### What is required:
As the answer, set down the lines below from the one containing "let Some(raw) = entry.as_str()" through the one containing "if let Some(limit)", exactly and inclusively, and no others.

### Given records:
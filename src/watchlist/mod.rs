//! Per-user watchlist
//!
//! `WatchlistStore` owns the authoritative symbol set for one signed-in
//! user and is the only writer of the remote `watchlist` field. The local
//! set is loaded once per session and only changes after the remote
//! write has succeeded.

mod types;

pub use types::{Tier, ValidationError, WatchlistError};

use crate::quote::{QuoteClient, QuoteError};
use crate::session::UserId;
use crate::store::{DocumentStore, WATCHLIST_FIELD};
use crate::symbol::{validate, Symbol};
use crate::telemetry::{record_mutation, set_gauge, GaugeMetric};
use serde_json::Value;
use std::sync::Arc;
use tokio::sync::{watch, Mutex};

/// Authoritative watchlist for one user
pub struct WatchlistStore {
    user_id: UserId,
    tier: Tier,
    documents: Arc<dyn DocumentStore>,
    quotes: Arc<dyn QuoteClient>,
    symbols: watch::Sender<Vec<Symbol>>,
    /// Serializes add/remove so checks and writes see a stable set
    write_lock: Mutex<()>,
}

impl WatchlistStore {
    /// Create an empty store without reading the remote profile
    pub fn new(
        user_id: UserId,
        tier: Tier,
        documents: Arc<dyn DocumentStore>,
        quotes: Arc<dyn QuoteClient>,
    ) -> Self {
        Self::with_symbols(user_id, tier, documents, quotes, Vec::new())
    }

    fn with_symbols(
        user_id: UserId,
        tier: Tier,
        documents: Arc<dyn DocumentStore>,
        quotes: Arc<dyn QuoteClient>,
        symbols: Vec<Symbol>,
    ) -> Self {
        let (tx, _rx) = watch::channel(symbols);
        Self {
            user_id,
            tier,
            documents,
            quotes,
            symbols: tx,
            write_lock: Mutex::new(()),
        }
    }

    /// Load the user's watchlist from the document store.
    ///
    /// Stored entries are normalized; duplicates and entries that no longer
    /// validate are skipped. The profile's tier wins over `default_tier`.
    pub async fn load(
        user_id: UserId,
        documents: Arc<dyn DocumentStore>,
        quotes: Arc<dyn QuoteClient>,
        default_tier: Tier,
    ) -> Result<Self, WatchlistError> {
        let profile = documents
            .get(&user_id)
            .await
            .map_err(|e| WatchlistError::StoreUnavailable(e.to_string()))?;

        let mut symbols: Vec<Symbol> = Vec::with_capacity(profile.watchlist.len());
        for entry in &profile.watchlist {
            let Some(raw) = entry.as_str() else {
                tracing::warn!(user_id = %user_id, entry = %entry, "Skipping non-string stored symbol");
                continue;
            };
            match validate(raw) {
                Ok(symbol) if !symbols.contains(&symbol) => symbols.push(symbol),
                Ok(_) => {}
                Err(e) => {
                    tracing::warn!(user_id = %user_id, entry = %raw, error = %e, "Skipping invalid stored symbol");
                }
            }
        }

        let tier = profile.subscription_tier.unwrap_or(default_tier);

        tracing::info!(
            user_id = %user_id,
            tier = %tier,
            symbols = symbols.len(),
            "Watchlist loaded"
        );

        Ok(Self::with_symbols(user_id, tier, documents, quotes, symbols))
    }

    pub fn user_id(&self) -> &UserId {
        &self.user_id
    }

    pub fn tier(&self) -> Tier {
        self.tier
    }

    /// Current symbols, in insertion order
    pub fn symbols(&self) -> Vec<Symbol> {
        self.symbols.borrow().clone()
    }

    pub fn len(&self) -> usize {
        self.symbols.borrow().len()
    }

    pub fn is_empty(&self) -> bool {
        self.symbols.borrow().is_empty()
    }

    pub fn contains(&self, symbol: &Symbol) -> bool {
        self.symbols.borrow().contains(symbol)
    }

    /// Read-only view that is notified on every change
    pub fn subscribe(&self) -> watch::Receiver<Vec<Symbol>> {
        self.symbols.subscribe()
    }

    /// Add a symbol.
    ///
    /// Checks run in order: syntax, duplicate, size limit, existence at the
    /// provider. The remote write happens before the local set changes.
    pub async fn add(&self, raw: &str) -> Result<Symbol, WatchlistError> {
        let result = self.try_add(raw).await;
        self.record("add", &result);
        result
    }

    async fn try_add(&self, raw: &str) -> Result<Symbol, WatchlistError> {
        let symbol = validate(raw)?;

        let _guard = self.write_lock.lock().await;

        if self.contains(&symbol) {
            return Err(WatchlistError::AlreadyPresent(symbol));
        }

        if let Some(limit) = self.tier.watchlist_limit() {
            if self.len() >= limit {
                return Err(WatchlistError::LimitExceeded { limit });
            }
        }

        match self.quotes.fetch_quote(&symbol).await {
            Ok(_) => {}
            Err(QuoteError::NotFound(_)) => {
                return Err(ValidationError::UnknownSymbol(symbol).into());
            }
            Err(e) => {
                return Err(WatchlistError::StoreUnavailable(format!(
                    "could not confirm {}: {}",
                    symbol, e
                )));
            }
        }

        self.documents
            .add_to_array_field(
                &self.user_id,
                WATCHLIST_FIELD,
                Value::String(symbol.to_string()),
            )
            .await
            .map_err(|e| WatchlistError::StoreUnavailable(e.to_string()))?;

        self.symbols.send_modify(|symbols| symbols.push(symbol.clone()));

        tracing::info!(user_id = %self.user_id, symbol = %symbol, size = self.len(), "Symbol added to watchlist");
        Ok(symbol)
    }

    /// Remove a symbol; absent or malformed input reports `NotPresent`
    pub async fn remove(&self, raw: &str) -> Result<Symbol, WatchlistError> {
        let result = self.try_remove(raw).await;
        self.record("remove", &result);
        result
    }

    async fn try_remove(&self, raw: &str) -> Result<Symbol, WatchlistError> {
        let symbol = match validate(raw) {
            Ok(symbol) => symbol,
            Err(_) => return Err(WatchlistError::NotPresent(raw.trim().to_string())),
        };

        let _guard = self.write_lock.lock().await;

        if !self.contains(&symbol) {
            return Err(WatchlistError::NotPresent(symbol.to_string()));
        }

        self.documents
            .remove_from_array_field(
                &self.user_id,
                WATCHLIST_FIELD,
                Value::String(symbol.to_string()),
            )
            .await
            .map_err(|e| WatchlistError::StoreUnavailable(e.to_string()))?;

        self.symbols.send_modify(|symbols| symbols.retain(|s| *s != symbol));

        tracing::info!(user_id = %self.user_id, symbol = %symbol, size = self.len(), "Symbol removed from watchlist");
        Ok(symbol)
    }

    fn record(&self, op: &'static str, result: &Result<Symbol, WatchlistError>) {
        match result {
            Ok(_) => {
                record_mutation(op, "ok");
                set_gauge(GaugeMetric::WatchlistSize, self.user_id.as_str(), self.len() as f64);
            }
            Err(e) => {
                record_mutation(op, e.kind());
                tracing::debug!(user_id = %self.user_id, op, error = %e, "Watchlist mutation rejected");
            }
        }
    }
}

impl std::fmt::Debug for WatchlistStore {
    fn fmt(&self, f: &mut std::fmt::Formatter<'_>) -> std::fmt::Result {
        f.debug_struct("WatchlistStore")
            .field("user_id", &self.user_id)
            .field("tier", &self.tier)
            .field("symbols", &*self.symbols.borrow())
            .finish()
    }
}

### Solution for this problem:
            let Some(raw) = entry.as_str() else {
                tracing::warn!(user_id = %user_id, entry = %entry, "Skipping non-string stored symbol");
                continue;
            };
            match validate(raw) {
                Ok(symbol) if !symbols.contains(&symbol) => symbols.push(symbol),
                Ok(_) => {}
                Err(e) => {
                    tracing::warn!(user_id = %user_id, entry = %raw, error = %e, "Skipping invalid stored symbol");
                }
            }
        }

        let tier = profile.subscription_tier.unwrap_or(default_tier);

        tracing::info!(
            user_id = %user_id,
            tier = %tier,
            symbols = symbols.len(),
            "Watchlist loaded"
        );

        Ok(Self::with_symbols(user_id, tier, documents, quotes, symbols))
    }

    pub fn user_id(&self) -> &UserId {
        &self.user_id
    }

    pub fn tier(&self) -> Tier {
        self.tier
    }

    /// Current symbols, in insertion order
    pub fn symbols(&self) -> Vec<Symbol> {
        self.symbols.borrow().clone()
    }

    pub fn len(&self) -> usize {
        self.symbols.borrow().len()
    }

    pub fn is_empty(&self) -> bool {
        self.symbols.borrow().is_empty()
    }

    pub fn contains(&self, symbol: &Symbol) -> bool {
        self.symbols.borrow().contains(symbol)
    }

    /// Read-only view that is notified on every change
    pub fn subscribe(&self) -> watch::Receiver<Vec<Symbol>> {
        self.symbols.subscribe()
    }

    /// Add a symbol.
    ///
    /// Checks run in order: syntax, duplicate, size limit, existence at the
    /// provider. The remote write happens before the local set changes.
    pub async fn add(&self, raw: &str) -> Result<Symbol, WatchlistError> {
        let result = self.try_add(raw).await;
        self.record("add", &result);
        result
    }

    async fn try_add(&self, raw: &str) -> Result<Symbol, WatchlistError> {
        let symbol = validate(raw)?;

        let _guard = self.write_lock.lock().await;

        if self.contains(&symbol) {
            return Err(WatchlistError::AlreadyPresent(symbol));
        }

        if let Some(limit) = self.tier.watchlist_limit() {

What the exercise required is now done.